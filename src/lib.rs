//! Polynomial arithmetic over the integers and over GF(2).
//!
//! [`Polynomial`] carries integer coefficients and supports long division
//! with an optional modulus. [`FieldPolynomial`] specializes to GF(2) with
//! sparse division, carryless multiplication and the irreducibility and
//! primitivity tests used to pick LFSR taps.

extern crate alloc;

pub mod algebra;
pub mod error;
pub mod structures;
pub mod utils;

pub use algebra::ring::{CoefficientRing, Gf2, Integers};
pub use error::{FormatError, PolyError};

pub use structures::bits::PackedBits;
pub use structures::exponents::{exponent_max, symmetric_difference};
pub use structures::field_poly::{FieldPolynomial, PRIMITIVE_MAX_DEGREE};
pub use structures::format;
pub use structures::format::{
    coefficients_to_exponents, coefficients_to_string, exponents_to_coefficients, reformat,
    remove_leading_zeros, string_to_coefficients, PolyFormat, PolyInput, Representation,
    MAX_DEGREE,
};
pub use structures::poly::{Division, Polynomial};
pub use utils::{
    array_gcd, extended_gcd, gcd, is_prime, lcm, mod_inverse, modulo, power_mod, prime_divisors,
};
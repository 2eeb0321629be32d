//! Signature overlay: renders the signer's name as a cursive PNG and
//! anchors it over the acceptance line, plus the acceptance-date stamp.

use chrono::NaiveDate;
use pv_core::ProposalError;
use pv_core::ProposalResult;
use pv_dom::DomTree;
use pv_dom::NodeId;
use resvg::tiny_skia;
use resvg::usvg;
use tracing::warn;

/// Rendered overlay height in pixels.
pub const SIGNATURE_HEIGHT: u32 = 56;
/// Width reserved per glyph when sizing the raster.
const CHAR_WIDTH: f32 = 22.0;
/// Approximate advance of one proposal-body character, used to offset the
/// overlay past the "Accepted by" label text.
const LABEL_CHAR_WIDTH: f32 = 7.0;

const ACCEPT_LABEL: &str = "accepted by";
const DATE_LABEL: &str = "date of acceptance";

/// Cursive styles offered to the signer.
#[derive(Debug, Clone, Copy, PartialEq, Eq)]
pub enum SignatureStyle {
    Flourish,
    Casual,
    Formal,
}

impl SignatureStyle {
    pub const ALL: [SignatureStyle; 3] = [
        SignatureStyle::Flourish,
        SignatureStyle::Casual,
        SignatureStyle::Formal,
    ];

    pub fn display_name(self) -> &'static str {
        match self {
            SignatureStyle::Flourish => "Flourish",
            SignatureStyle::Casual => "Casual",
            SignatureStyle::Formal => "Formal",
        }
    }

    fn font_families(self) -> &'static str {
        match self {
            SignatureStyle::Flourish => "'Great Vibes', 'Brush Script MT', cursive",
            SignatureStyle::Casual => "'Comic Sans MS', 'Segoe Script', cursive",
            SignatureStyle::Formal => "'Snell Roundhand', 'Apple Chancery', cursive",
        }
    }
}

/// PNG raster of a rendered signature.
#[derive(Debug, Clone, PartialEq, Eq)]
pub struct SignatureImage {
    pub png: Vec<u8>,
    pub width: u32,
    pub height: u32,
}

/// Rasterizes the signer's name in the chosen style.
///
/// The name is typeset as SVG text and rendered with whatever cursive face
/// the system resolves; missing fonts degrade to a generic cursive rather
/// than failing the signing flow.
pub fn render_signature(name: &str, style: SignatureStyle) -> ProposalResult<SignatureImage> {
    let name = name.trim();
    if name.is_empty() {
        return Err(ProposalError::new(
            "annotate.sign.empty_name",
            "cannot render a signature for an empty name",
        ));
    }

    let width = ((name.chars().count() as f32 * CHAR_WIDTH) as u32).clamp(80, 640);
    let font_size = SIGNATURE_HEIGHT as f32 * 0.6;
    let baseline = SIGNATURE_HEIGHT as f32 * 0.72;
    let svg = format!(
        "<svg xmlns=\"http://www.w3.org/2000/svg\" width=\"{width}\" height=\"{SIGNATURE_HEIGHT}\">\
         <text x=\"4\" y=\"{baseline}\" font-family=\"{families}\" font-size=\"{font_size}\" \
         fill=\"#1a1a66\">{name}</text></svg>",
        families = style.font_families(),
        name = escape_xml(name),
    );

    let mut options = usvg::Options::default();
    options.fontdb_mut().load_system_fonts();
    let svg_tree = usvg::Tree::from_str(&svg, &options).map_err(|error| {
        ProposalError::new("annotate.sign.svg", format!("signature svg rejected: {error}"))
    })?;

    let mut pixmap = tiny_skia::Pixmap::new(width, SIGNATURE_HEIGHT).ok_or_else(|| {
        ProposalError::new("annotate.sign.raster", "signature pixmap allocation failed")
    })?;
    resvg::render(&svg_tree, tiny_skia::Transform::identity(), &mut pixmap.as_mut());

    let png = pixmap.encode_png().map_err(|error| {
        ProposalError::new("annotate.sign.png", format!("png encoding failed: {error}"))
    })?;

    Ok(SignatureImage {
        png,
        width,
        height: SIGNATURE_HEIGHT,
    })
}

/// Where the overlay landed in the document.
#[derive(Debug, Clone, Copy, PartialEq)]
pub struct SignaturePlacement {
    /// Element the overlay marker was attached to.
    pub host: NodeId,
    /// Horizontal offset past the acceptance label, in pixels.
    pub offset_px: f32,
    /// True when no acceptance line was found and the overlay fell back to
    /// the end of the document.
    pub fallback: bool,
}

/// Attaches (or re-positions) the overlay marker next to the acceptance
/// line. The marker is an empty span the renderer replaces with the raster;
/// repeated calls reuse the existing marker.
pub fn attach_overlay(tree: &mut DomTree, style: SignatureStyle) -> SignaturePlacement {
    let placement = match locate_accept_label(tree) {
        Some((text_node, label_chars)) => {
            let host = tree.parent(text_node).unwrap_or_else(|| tree.root());
            SignaturePlacement {
                host,
                // Label width approximation; exact text metrics are not
                // available outside the renderer.
                offset_px: label_chars as f32 * LABEL_CHAR_WIDTH,
                fallback: false,
            }
        }
        None => {
            warn!("no acceptance line found; signature overlay anchored at document end");
            SignaturePlacement {
                host: tree.root(),
                offset_px: 0.0,
                fallback: true,
            }
        }
    };

    let marker = existing_marker(tree).unwrap_or_else(|| {
        let span = tree.create_element_with_attrs(
            "span",
            vec![("data-signature-overlay".to_owned(), String::new())],
        );
        span
    });
    tree.set_attr(marker, "data-signature-style", style.display_name());
    tree.set_attr(marker, "data-offset-px", &format!("{:.0}", placement.offset_px));
    if tree.parent(marker) != Some(placement.host) {
        tree.append_child(placement.host, marker);
    }

    placement
}

fn existing_marker(tree: &DomTree) -> Option<NodeId> {
    tree.walk(tree.root())
        .into_iter()
        .find(|id| tree.attr(*id, "data-signature-overlay").is_some())
}

/// First text node containing the acceptance label, with the character
/// count up to the end of the label (the overlay offset basis).
fn locate_accept_label(tree: &DomTree) -> Option<(NodeId, usize)> {
    for id in tree.walk(tree.root()) {
        let Some(text) = tree.text(id) else {
            continue;
        };
        let lower = text.to_lowercase();
        if let Some(byte_pos) = lower.find(ACCEPT_LABEL) {
            let end = byte_pos + ACCEPT_LABEL.len();
            let chars = text
                .char_indices()
                .take_while(|(index, _)| *index < end)
                .count();
            return Some((id, chars));
        }
    }
    None
}

/// Writes the acceptance date (`MM/DD/YYYY`) next to the date label.
/// Re-stamping replaces the previous value instead of appending.
pub fn stamp_acceptance_date(tree: &mut DomTree, date: NaiveDate) -> Option<NodeId> {
    let formatted = date.format("%m/%d/%Y").to_string();

    if let Some(stamp) = tree
        .walk(tree.root())
        .into_iter()
        .find(|id| tree.attr(*id, "data-acceptance-date").is_some())
    {
        tree.set_sole_text_child(stamp, &formatted);
        return Some(stamp);
    }

    let label = tree.walk(tree.root()).into_iter().find(|id| {
        tree.text(*id)
            .is_some_and(|text| text.to_lowercase().contains(DATE_LABEL))
    })?;
    let parent = tree.parent(label)?;
    let index = tree.index_in_parent(label)?;

    let stamp = tree.create_element_with_attrs(
        "span",
        vec![("data-acceptance-date".to_owned(), String::new())],
    );
    tree.insert_child(parent, index + 1, stamp);
    tree.set_sole_text_child(stamp, &formatted);
    Some(stamp)
}

fn escape_xml(input: &str) -> String {
    let mut out = String::with_capacity(input.len());
    for ch in input.chars() {
        match ch {
            '&' => out.push_str("&amp;"),
            '<' => out.push_str("&lt;"),
            '>' => out.push_str("&gt;"),
            '"' => out.push_str("&quot;"),
            '\'' => out.push_str("&apos;"),
            _ => out.push(ch),
        }
    }
    out
}
#[cfg(test)]
mod tests {
    use super::ControlRegistry;
    use super::inject;
    use crate::classify::Classification;
    use crate::classify::classify;
    use crate::tokens::TotalKind;
    use pv_core::Money;
    use pv_core::SelectionSnapshot;
    use pv_dom::DomTree;
    use pv_markup::parse_document;

    fn annotate(source: &str) -> (DomTree, Classification, ControlRegistry) {
        let mut tree = parse_document(source);
        let mut state = Classification::default();
        classify(&mut tree, &mut state);
        let mut registry = ControlRegistry::default();
        inject(&mut tree, &state, &mut registry, &SelectionSnapshot::default());
        (tree, state, registry)
    }

    #[test]
    fn wraps_each_amount_in_exactly_one_control() {
        let (mut tree, state, mut registry) = annotate(
            "<table><tr><td>Asphalt roof $8,200.00</td><td>ridge vent $450.00</td></tr></table>",
        );
        assert_eq!(registry.len(), 2);
        let before = registry.len();
        inject(
            &mut tree,
            &state,
            &mut registry,
            &SelectionSnapshot::default(),
        );
        assert_eq!(registry.len(), before);
    }

    #[test]
    fn split_amount_becomes_a_single_control() {
        let (tree, _, registry) = annotate(
            "<table><tr><td>Asphalt roof</td>\
             <td><span>$</span><span><b>3,600.00</b></span></td></tr></table>",
        );
        assert_eq!(registry.len(), 1);
        assert_eq!(registry.controls()[0].amount, Money::from_cents(360_000));
        let host = registry.controls()[0].host;
        assert_eq!(tree.attr(host, "data-amount"), Some("3600.00"));
        assert_eq!(tree.text_content(host), "$3,600.00");
    }

    #[test]
    fn controls_enumerate_in_document_order() {
        let (_, _, registry) = annotate(
            "<table><tr><td>Asphalt roof $8,200.00</td></tr></table>\
             <table><tr><td>Vinyl Siding $4,100.00</td></tr></table>",
        );
        let amounts: Vec<Money> = registry
            .controls()
            .iter()
            .map(|control| control.amount)
            .collect();
        assert_eq!(
            amounts,
            vec![Money::from_cents(820_000), Money::from_cents(410_000)]
        );
        assert!(registry.controls()[0].id < registry.controls()[1].id);
    }

    #[test]
    fn running_total_row_is_never_annotated() {
        let (_, _, registry) = annotate(
            "<table><tr><td>Grand Total</td><td>$12,300.00</td></tr></table>",
        );
        assert!(registry.is_empty());
        assert_eq!(registry.displays().len(), 1);
    }

    #[test]
    fn split_control_excludes_trailing_prose() {
        let (tree, _, registry) = annotate(
            "<table><tr><td>Asphalt roof</td>\
             <td><span>$</span>3,600.00 installed and hauled</td></tr></table>",
        );
        assert_eq!(registry.len(), 1);
        let host = registry.controls()[0].host;
        assert_eq!(tree.text_content(host), "$3,600.00");
        let cell = tree.parent(host).unwrap_or_default();
        assert_eq!(tree.text_content(cell), "$3,600.00 installed and hauled");
    }

    #[test]
    fn controls_default_to_unchecked() {
        let (_, _, registry) = annotate(
            "<table><tr><td>Asphalt roof $8,200.00</td></tr></table>",
        );
        assert!(registry.controls().iter().all(|control| !control.checked));
    }

    #[test]
    fn legal_blocks_are_never_annotated() {
        let (_, _, registry) = annotate(
            "<table><tr><td>Terms and Conditions: deposit of $500.00 due on signing</td></tr></table>",
        );
        assert!(registry.is_empty());
    }

    #[test]
    fn carpentry_rate_disclaimer_is_protected() {
        let (_, _, registry) = annotate(
            "<p>All carpentry repairs billed at $85.00 per hour plus materials.</p>",
        );
        assert!(registry.is_empty());
    }

    #[test]
    fn tiered_total_row_enforces_single_checked() {
        let (_, _, mut registry) = annotate(
            "<table><tr><td>Asphalt roof total</td>\
             <td>Good $8,200.00</td><td>Better $9,400.00</td><td>Best $11,000.00</td></tr></table>",
        );
        assert_eq!(registry.len(), 3);
        let ids: Vec<usize> = registry.controls().iter().map(|control| control.id).collect();
        registry.set_checked(ids[0], true);
        registry.set_checked(ids[1], true);
        let checked: Vec<usize> = registry
            .controls()
            .iter()
            .filter(|control| control.checked)
            .map(|control| control.id)
            .collect();
        assert_eq!(checked, vec![ids[1]]);
    }

    #[test]
    fn total_label_gets_one_display_node_and_no_control() {
        let (tree, _, registry) = annotate("<p>Grand Total: $0.00</p><p>Grand Total again</p>");
        let displays = registry.displays();
        assert_eq!(displays.len(), 1);
        assert_eq!(displays[0].kind, TotalKind::Final);
        assert_eq!(tree.attr(displays[0].node, "data-total-display"), Some("final"));
        assert!(registry.is_empty());
    }

    #[test]
    fn checked_state_survives_host_replacement() {
        let (mut tree, state, mut registry) = annotate(
            "<table><tr><td>Asphalt roof $8,200.00</td></tr></table>",
        );
        let control = registry.controls()[0].clone();
        registry.set_checked(control.id, true);

        // Simulate a host re-render wiping the wrapper.
        tree.detach(control.host);
        let row = tree.find_first(tree.root(), "tr").unwrap_or_default();
        let cell = tree.create_element("td");
        let text = tree.create_text("Asphalt roof $8,200.00");
        tree.append_child(cell, text);
        tree.append_child(row, cell);

        inject(&mut tree, &state, &mut registry, &SelectionSnapshot::default());
        assert_eq!(registry.len(), 1);
        let rebuilt = &registry.controls()[0];
        assert!(rebuilt.checked);
        assert_eq!(rebuilt.amount, Money::from_cents(820_000));
    }

    #[test]
    fn quantity_lines_are_seeded_from_snapshot_counts() {
        let mut tree = parse_document(
            "<table><tr><td>Velux skylight, installed $950.00 each</td></tr></table>",
        );
        let mut state = Classification::default();
        classify(&mut tree, &mut state);
        let mut registry = ControlRegistry::default();
        let mut snapshot = SelectionSnapshot::default();
        snapshot.counts.insert("extras.skylights".to_owned(), 3);
        inject(&mut tree, &state, &mut registry, &snapshot);
        assert_eq!(registry.len(), 1);
        assert_eq!(registry.controls()[0].quantity, 3);
        assert_eq!(
            registry.controls()[0].unit_rate,
            Some(Money::from_cents(95_000))
        );
    }

    #[test]
    fn flat_amounts_in_a_counted_section_are_not_multiplied() {
        let mut tree = parse_document(
            "<table><tr><td>Velux skylight, installed $950.00 each</td>\
             <td>flashing kit $120.00</td></tr></table>",
        );
        let mut state = Classification::default();
        classify(&mut tree, &mut state);
        let mut registry = ControlRegistry::default();
        let mut snapshot = SelectionSnapshot::default();
        snapshot.counts.insert("extras.skylights".to_owned(), 3);
        inject(&mut tree, &state, &mut registry, &snapshot);
        assert_eq!(registry.len(), 2);
        assert_eq!(
            registry.controls()[0].unit_rate,
            Some(Money::from_cents(95_000))
        );
        assert_eq!(registry.controls()[1].unit_rate, None);
        assert_eq!(registry.controls()[1].quantity, 1);
    }
}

● Task to complete: Each line of the entries where the string "Flourish" occurs should be shown.

● Task result:
    Flourish,
        SignatureStyle::Flourish,
            SignatureStyle::Flourish => "Flourish",
            SignatureStyle::Flourish => "'Great Vibes', 'Brush Script MT', cursive",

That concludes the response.